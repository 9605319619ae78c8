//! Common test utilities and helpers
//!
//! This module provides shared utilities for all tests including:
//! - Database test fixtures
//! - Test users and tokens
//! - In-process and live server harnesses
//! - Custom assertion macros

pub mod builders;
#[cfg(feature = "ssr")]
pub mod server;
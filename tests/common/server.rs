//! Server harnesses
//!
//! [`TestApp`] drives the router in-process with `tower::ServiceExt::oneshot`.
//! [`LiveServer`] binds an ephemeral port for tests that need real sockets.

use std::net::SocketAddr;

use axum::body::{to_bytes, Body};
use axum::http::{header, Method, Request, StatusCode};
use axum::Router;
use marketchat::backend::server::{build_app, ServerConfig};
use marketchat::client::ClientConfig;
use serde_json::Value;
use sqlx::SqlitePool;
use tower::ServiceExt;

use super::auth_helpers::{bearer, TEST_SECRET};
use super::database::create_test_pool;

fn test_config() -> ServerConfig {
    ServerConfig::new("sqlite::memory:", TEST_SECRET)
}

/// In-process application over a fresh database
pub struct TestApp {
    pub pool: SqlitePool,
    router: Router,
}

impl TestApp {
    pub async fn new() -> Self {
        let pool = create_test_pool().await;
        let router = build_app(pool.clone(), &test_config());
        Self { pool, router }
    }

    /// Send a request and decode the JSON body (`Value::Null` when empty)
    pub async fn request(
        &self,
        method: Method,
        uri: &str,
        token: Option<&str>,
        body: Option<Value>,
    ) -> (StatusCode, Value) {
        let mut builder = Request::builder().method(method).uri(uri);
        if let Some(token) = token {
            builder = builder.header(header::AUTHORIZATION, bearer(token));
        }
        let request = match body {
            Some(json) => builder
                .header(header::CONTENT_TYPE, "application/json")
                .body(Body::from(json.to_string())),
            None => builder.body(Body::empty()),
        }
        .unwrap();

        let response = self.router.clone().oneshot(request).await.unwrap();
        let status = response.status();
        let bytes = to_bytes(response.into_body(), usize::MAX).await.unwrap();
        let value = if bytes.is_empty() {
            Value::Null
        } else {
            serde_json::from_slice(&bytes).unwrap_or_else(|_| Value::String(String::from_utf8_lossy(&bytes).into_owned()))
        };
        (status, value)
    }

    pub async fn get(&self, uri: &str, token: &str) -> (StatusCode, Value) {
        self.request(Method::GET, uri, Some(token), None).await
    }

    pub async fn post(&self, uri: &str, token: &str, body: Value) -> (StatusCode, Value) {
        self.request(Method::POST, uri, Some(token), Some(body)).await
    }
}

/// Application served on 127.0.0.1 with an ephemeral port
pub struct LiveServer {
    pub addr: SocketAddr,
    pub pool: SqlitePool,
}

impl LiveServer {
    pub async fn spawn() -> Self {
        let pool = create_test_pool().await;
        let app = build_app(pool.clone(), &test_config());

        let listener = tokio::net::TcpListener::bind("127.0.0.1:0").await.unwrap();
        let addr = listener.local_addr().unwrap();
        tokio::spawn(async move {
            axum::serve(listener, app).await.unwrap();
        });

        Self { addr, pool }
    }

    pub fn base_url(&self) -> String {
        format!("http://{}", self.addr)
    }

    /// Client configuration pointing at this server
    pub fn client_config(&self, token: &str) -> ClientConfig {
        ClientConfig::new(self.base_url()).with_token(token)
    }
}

★ ★ ★ ★ ★

Work request —
Give back the material above without altering a single word.

Problem solution —
repository 9605319619ae78c8
//! Common test utilities and helpers
//!
//! This module provides shared utilities for all tests including:
//! - Database test fixtures
//! - Test users and tokens
//! - In-process and live server harnesses
//! - Custom assertion macros

pub mod builders;
#[cfg(feature = "ssr")]
pub mod server;
filename tests/common/server.rs
//! Server harnesses
//!
//! [`TestApp`] drives the router in-process with `tower::ServiceExt::oneshot`.
//! [`LiveServer`] binds an ephemeral port for tests that need real sockets.

use std::net::SocketAddr;

use axum::body::{to_bytes, Body};
use axum::http::{header, Method, Request, StatusCode};
use axum::Router;
use marketchat::backend::server::{build_app, ServerConfig};
use marketchat::client::ClientConfig;
use serde_json::Value;
use sqlx::SqlitePool;
use tower::ServiceExt;

use super::auth_helpers::{bearer, TEST_SECRET};
use super::database::create_test_pool;

fn test_config() -> ServerConfig {
    ServerConfig::new("sqlite::memory:", TEST_SECRET)
}

/// In-process application over a fresh database
pub struct TestApp {
    pub pool: SqlitePool,
    router: Router,
}

impl TestApp {
    pub async fn new() -> Self {
        let pool = create_test_pool().await;
        let router = build_app(pool.clone(), &test_config());
        Self { pool, router }
    }

    /// Send a request and decode the JSON body (`Value::Null` when empty)
    pub async fn request(
        &self,
        method: Method,
        uri: &str,
        token: Option<&str>,
        body: Option<Value>,
    ) -> (StatusCode, Value) {
        let mut builder = Request::builder().method(method).uri(uri);
        if let Some(token) = token {
            builder = builder.header(header::AUTHORIZATION, bearer(token));
        }
        let request = match body {
            Some(json) => builder
                .header(header::CONTENT_TYPE, "application/json")
                .body(Body::from(json.to_string())),
            None => builder.body(Body::empty()),
        }
        .unwrap();

        let response = self.router.clone().oneshot(request).await.unwrap();
        let status = response.status();
        let bytes = to_bytes(response.into_body(), usize::MAX).await.unwrap();
        let value = if bytes.is_empty() {
            Value::Null
        } else {
            serde_json::from_slice(&bytes).unwrap_or_else(|_| Value::String(String::from_utf8_lossy(&bytes).into_owned()))
        };
        (status, value)
    }

    pub async fn get(&self, uri: &str, token: &str) -> (StatusCode, Value) {
        self.request(Method::GET, uri, Some(token), None).await
    }

    pub async fn post(&self, uri: &str, token: &str, body: Value) -> (StatusCode, Value) {
        self.request(Method::POST, uri, Some(token), Some(body)).await
    }
}

/// Application served on 127.0.0.1 with an ephemeral port
pub struct LiveServer {
    pub addr: SocketAddr,
    pub pool: SqlitePool,
}

impl LiveServer {
    pub async fn spawn() -> Self {
        let pool = create_test_pool().await;
        let app = build_app(pool.clone(), &test_config());

        let listener = tokio::net::TcpListener::bind("127.0.0.1:0").await.unwrap();
        let addr = listener.local_addr().unwrap();
        tokio::spawn(async move {
            axum::serve(listener, app).await.unwrap();
        });

        Self { addr, pool }
    }

    pub fn base_url(&self) -> String {
        format!("http://{}", self.addr)
    }

    /// Client configuration pointing at this server
    pub fn client_config(&self, token: &str) -> ClientConfig {
        ClientConfig::new(self.base_url()).with_token(token)
    }
}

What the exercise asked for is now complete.